Arrows of Love / Ming City Rockers / The Franceens – Temple of Boom, Leeds, 23rd April 2016

Posted: 24 April 2016 in Live
Tags: , , , , , ,

Christopher Nosnibor

Temple of Boom is the epitome of the underground venue. Not in geographical terms, but in that it puts on way cool gigs you have to be in the know to find out about. And you have to find the place. Even on my third visit, I found myself wondering if I was in the right place, as I wandered barren streets lined by warehouse units and esoteric businesses with reinforced steel roller covers festooned with graffiti over their doors and windows, and had to double-check the so-inconspicuous-as-to-be-almost-secret entrance. And stuff happens when it happens. 8pm start means there’ll be someone behind the bar. The first band may be on at 9, perhaps half past or whenever. But that’s the thing with the underground. It’s not mainstream, it’s not out there in the public domain, and you have to seek it out and invest some effort to reap the rewards. Arrows of Love are a band who justify any such efforts.

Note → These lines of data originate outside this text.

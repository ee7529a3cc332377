//! Agent-Based Wealth Exchange Simulation
//!
//! Runs the tick loop over a randomized population and writes the recorded
//! aggregate series as JSON for the external rendering layer.

use clap::Parser;
use std::path::PathBuf;
use std::process::ExitCode;
use tracing::{error, info};
use tracing_subscriber::EnvFilter;

use econosim::output::write_series;
use econosim::{SimulationConfig, SimulationEngine};

/// Command line arguments for the simulation
#[derive(Parser, Debug)]
#[command(name = "econosim")]
#[command(about = "An agent-based wealth exchange simulation")]
struct Args {
    /// Random seed for reproducibility; unseeded runs draw from entropy
    #[arg(long)]
    seed: Option<u64>,

    /// Number of ticks to simulate
    #[arg(long)]
    ticks: Option<u64>,

    /// Number of agents (must be even when pairwise interactions are enabled)
    #[arg(long)]
    agents: Option<usize>,

    /// Tuning file with full simulation parameters
    #[arg(long)]
    config: Option<PathBuf>,

    /// Where to write the recorded series as JSON
    #[arg(long, default_value = "output/metrics.json")]
    output: PathBuf,
}

fn main() -> ExitCode {
    tracing_subscriber::fmt()
        .with_env_filter(
            EnvFilter::try_from_default_env().unwrap_or_else(|_| EnvFilter::new("info")),
        )
        .init();

    let args = Args::parse();
    match run(args) {
        Ok(()) => ExitCode::SUCCESS,
        Err(e) => {
            error!("simulation failed: {e}");
            ExitCode::FAILURE
        }
    }
}

fn run(args: Args) -> Result<(), Box<dyn std::error::Error>> {
    let mut config = match &args.config {
        Some(path) => SimulationConfig::load(path)?,
        None => SimulationConfig::load_or_default(),
    };

    // CLI flags override the tuning file
    if let Some(seed) = args.seed {
        config.seed = Some(seed);
    }
    if let Some(ticks) = args.ticks {
        config.ticks = ticks;
    }
    if let Some(agents) = args.agents {
        config.population_size = agents;
    }

    let mut engine = SimulationEngine::new(config)?;
    engine.run()?;

    let series = engine.into_series();
    write_series(&series, &args.output)?;
    info!(
        path = %args.output.display(),
        ticks = series.len(),
        "wrote metrics series"
    );
    Ok(())
}
//! Agent-Based Wealth Exchange Simulation
//!
//! A discrete-time toy economy: a population of agents exchanges wealth with
//! a shared market under taxation, cooperation, and competition rules. The
//! engine drives a fixed-length tick loop and records per-tick aggregate
//! series for an external rendering layer.

pub mod components;
pub mod config;
pub mod engine;
pub mod error;
pub mod output;
pub mod setup;

pub use components::{Agent, Government, Market, Role};
pub use config::{SatisfactionMetric, SimulationConfig};
pub use engine::{SimulationEngine, TickPhase};
pub use error::{ConfigError, SimulationError};
pub use output::{MetricsSink, NullSink, TickMetrics, WealthSeries};
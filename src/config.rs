//! Configuration System
//!
//! Simulation parameters are plain struct fields with reference defaults,
//! optionally overridden from a TOML tuning file so runs can be adjusted
//! without recompiling.

use serde::{Deserialize, Serialize};
use std::fs;
use std::path::Path;

use crate::error::ConfigError;

/// Default tuning file path
pub const DEFAULT_TUNING_PATH: &str = "tuning.toml";

/// How the per-tick satisfaction aggregate is computed.
#[derive(Debug, Clone, Copy, PartialEq, Eq, Serialize, Deserialize)]
#[serde(rename_all = "snake_case")]
pub enum SatisfactionMetric {
    /// Sum of `wealth * cooperation_index` over all agents.
    WealthWeighted,
    /// Average cooperation index over all agents.
    MeanCooperation,
}

/// Top-level simulation parameters.
#[derive(Debug, Clone, Serialize, Deserialize)]
#[serde(default)]
pub struct SimulationConfig {
    /// Number of agents; constant for the whole run. Must be even when any
    /// pairwise interaction is enabled.
    pub population_size: usize,
    /// Number of ticks to simulate.
    pub ticks: u64,
    /// Initial pooled market balance.
    pub initial_market_balance: f64,
    /// Initial agent wealth is an integer drawn uniformly from this range.
    pub initial_wealth_min: i64,
    pub initial_wealth_max: i64,
    /// Per-agent cooperation index is drawn uniformly from this range and
    /// fixed for the agent's lifetime.
    pub cooperation_index_min: f64,
    pub cooperation_index_max: f64,
    /// Run the zero-sum competition pass over agent pairs each tick.
    pub enable_competition: bool,
    /// Run the cooperation pass over agent pairs each tick.
    pub enable_cooperation: bool,
    /// Which satisfaction aggregate to record per tick.
    pub satisfaction_metric: SatisfactionMetric,
    /// Seed for the initialization RNG; unseeded runs draw from entropy and
    /// are not reproducible.
    pub seed: Option<u64>,
}

impl Default for SimulationConfig {
    fn default() -> Self {
        Self {
            population_size: 100,
            ticks: 500,
            initial_market_balance: 5000.0,
            initial_wealth_min: 20,
            initial_wealth_max: 100,
            cooperation_index_min: 0.8,
            cooperation_index_max: 1.2,
            enable_competition: true,
            enable_cooperation: true,
            satisfaction_metric: SatisfactionMetric::WealthWeighted,
            seed: None,
        }
    }
}

impl SimulationConfig {
    /// Load configuration from a TOML file.
    pub fn load(path: impl AsRef<Path>) -> Result<Self, ConfigError> {
        let content = fs::read_to_string(path.as_ref())?;
        let config: Self = toml::from_str(&content)?;
        Ok(config)
    }

    /// Load configuration from the default path, or use defaults if the
    /// file is not present.
    pub fn load_or_default() -> Self {
        Self::load(DEFAULT_TUNING_PATH).unwrap_or_else(|e| {
            tracing::warn!("could not load {}: {}. Using defaults.", DEFAULT_TUNING_PATH, e);
            Self::default()
        })
    }

    /// Whether any pairwise interaction pass runs each tick.
    pub fn pairwise_enabled(&self) -> bool {
        self.enable_competition || self.enable_cooperation
    }

    /// Check invariants that would otherwise surface as mid-run faults.
    pub fn validate(&self) -> Result<(), ConfigError> {
        if self.population_size == 0 {
            return Err(ConfigError::EmptyPopulation);
        }
        if self.pairwise_enabled() && self.population_size % 2 != 0 {
            return Err(ConfigError::OddPopulation {
                size: self.population_size,
            });
        }
        if self.initial_wealth_min > self.initial_wealth_max {
            return Err(ConfigError::InvalidRange {
                name: "initial wealth",
                low: self.initial_wealth_min as f64,
                high: self.initial_wealth_max as f64,
            });
        }
        if self.cooperation_index_min > self.cooperation_index_max {
            return Err(ConfigError::InvalidRange {
                name: "cooperation index",
                low: self.cooperation_index_min,
                high: self.cooperation_index_max,
            });
        }
        Ok(())
    }
}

I’ve seen Arrows of Love on three previous occasions. And I can’t get enough of them. From the moment I heard the dirty, low-slung bass thud of ‘Honey’ I was hooked. And as a live act, they’re something else. Their shows are wildly unpredictable, cathartic celebrations of beautiful chaos during which anything could happen, and often does. So very predictable, they aren’t. They’re as likely to set the place on fire as to crash and burn. And that is every reason why they’re the ultimate rock ‘n’ roll band going right now. They really do exist on the edge.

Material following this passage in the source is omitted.